■ **EXERCISE PROMPT**:
From the entries, filter out every line that lacks "super" and copy the rest.

■ **RECORDED INFORMATION**:
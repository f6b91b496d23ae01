//! # MOPAC 输入文件 (.mop)
//!
//! 格式：关键词行（过长时以 ` +` 续行），标题行，说明行，然后每个原子一行
//! `El  x 1  y 1  z 1`。
//!
//! ## 依赖关系
//! - 被 `commands/compose.rs` 使用
//! - 使用 `mopac/compose.rs` 的 `MopacJob`

use super::compose::MopacJob;
use crate::models::Configuration;
use crate::utils::text::REPORT_WIDTH;

/// 辅助输出文件的关键词
pub const AUX_KEYWORD: &str = "AUX(MOS=10,PRECISION=9)";

/// 多重度对应的 MOPAC 关键词
pub fn multiplicity_keyword(multiplicity: u32) -> Option<&'static str> {
    match multiplicity {
        2 => Some("DOUBLET"),
        3 => Some("TRIPLET"),
        4 => Some("QUARTET"),
        5 => Some("QUINTET"),
        6 => Some("SEXTET"),
        7 => Some("SEPTET"),
        8 => Some("OCTET"),
        9 => Some("NONET"),
        _ => None,
    }
}

/// 写入文件的完整关键词
pub fn deck_keywords(job: &MopacJob, configuration: &Configuration) -> Vec<String> {
    let mut keywords = job.keywords.clone();
    keywords.push(AUX_KEYWORD.to_string());

    if configuration.charge != 0 {
        keywords.push(format!("CHARGE={}", configuration.charge));
    }
    if let Some(keyword) = multiplicity_keyword(configuration.spin_multiplicity) {
        keywords.push(keyword.to_string());
    }

    keywords
}

/// 关键词分行，每行不超过给定宽度
fn keyword_lines(keywords: &[String], width: usize) -> Vec<String> {
    let mut lines = Vec::new();
    let mut current = String::new();

    for keyword in keywords {
        if !current.is_empty() && current.len() + 1 + keyword.len() + 2 > width {
            lines.push(std::mem::take(&mut current));
        }
        if !current.is_empty() {
            current.push(' ');
        }
        current.push_str(keyword);
    }
    if !current.is_empty() {
        lines.push(current);
    }

    let n = lines.len();
    lines
        .into_iter()
        .enumerate()
        .map(|(i, line)| if i + 1 < n { format!("{} +", line) } else { line })
        .collect()
}

/// 生成 .mop 文本
pub fn input_deck(job: &MopacJob, configuration: &Configuration, description: &str) -> String {
    let mut lines = keyword_lines(&deck_keywords(job, configuration), REPORT_WIDTH);

    lines.push(
        job.title
            .clone()
            .unwrap_or_else(|| configuration.name.clone()),
    );
    lines.push(description.split_whitespace().collect::<Vec<_>>().join(" "));

    for (symbol, [x, y, z]) in configuration
        .atoms
        .symbols()
        .iter()
        .zip(configuration.atoms.coordinates())
    {
        lines.push(format!(
            "{:<2} {:>15.8} 1 {:>15.8} 1 {:>15.8} 1",
            symbol, x, y, z
        ));
    }

    let mut text = lines.join("\n");
    text.push('\n');
    text
}

#[cfg(test)]
mod tests {
    use super::*;
    use crate::models::AtomTable;

    fn water() -> Configuration {
        let mut atoms = AtomTable::new();
        atoms.push("O", [0.0, 0.0, 0.0]);
        atoms.push("H", [0.757, 0.586, 0.0]);
        atoms.push("H", [-0.757, 0.586, 0.0]);
        Configuration::new("water", atoms)
    }

    #[test]
    fn test_deck_layout() {
        let job = MopacJob::new(vec!["1SCF".to_string(), "PM7".to_string()]);
        let deck = input_deck(&job, &water(), "A single point\nenergy");
        let lines: Vec<&str> = deck.lines().collect();

        assert_eq!(lines[0], format!("1SCF PM7 {}", AUX_KEYWORD));
        assert_eq!(lines[1], "water");
        assert_eq!(lines[2], "A single point energy");
        assert_eq!(lines.len(), 6);
        assert!(lines[4].starts_with("H "));
        assert!(lines[4].contains("0.75700000 1"));
    }

    #[test]
    fn test_charge_and_multiplicity() {
        let mut configuration = water();
        configuration.charge = -1;
        configuration.spin_multiplicity = 2;
        let keywords = deck_keywords(&MopacJob::new(vec![]), &configuration);
        assert!(keywords.contains(&"CHARGE=-1".to_string()));
        assert!(keywords.contains(&"DOUBLET".to_string()));
    }

    #[test]
    fn test_long_keyword_line_continues() {
        let keywords: Vec<String> = (0..30).map(|i| format!("KEY{}", i)).collect();
        let lines = keyword_lines(&keywords, 40);
        assert!(lines.len() > 1);
        assert!(lines[0].ends_with(" +"));
        assert!(!lines.last().unwrap().ends_with('+'));
        assert!(lines.iter().all(|l| l.len() <= 40));
    }
}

■ **THE COMPLETED TASK**:
use super::compose::MopacJob;
    use super::*;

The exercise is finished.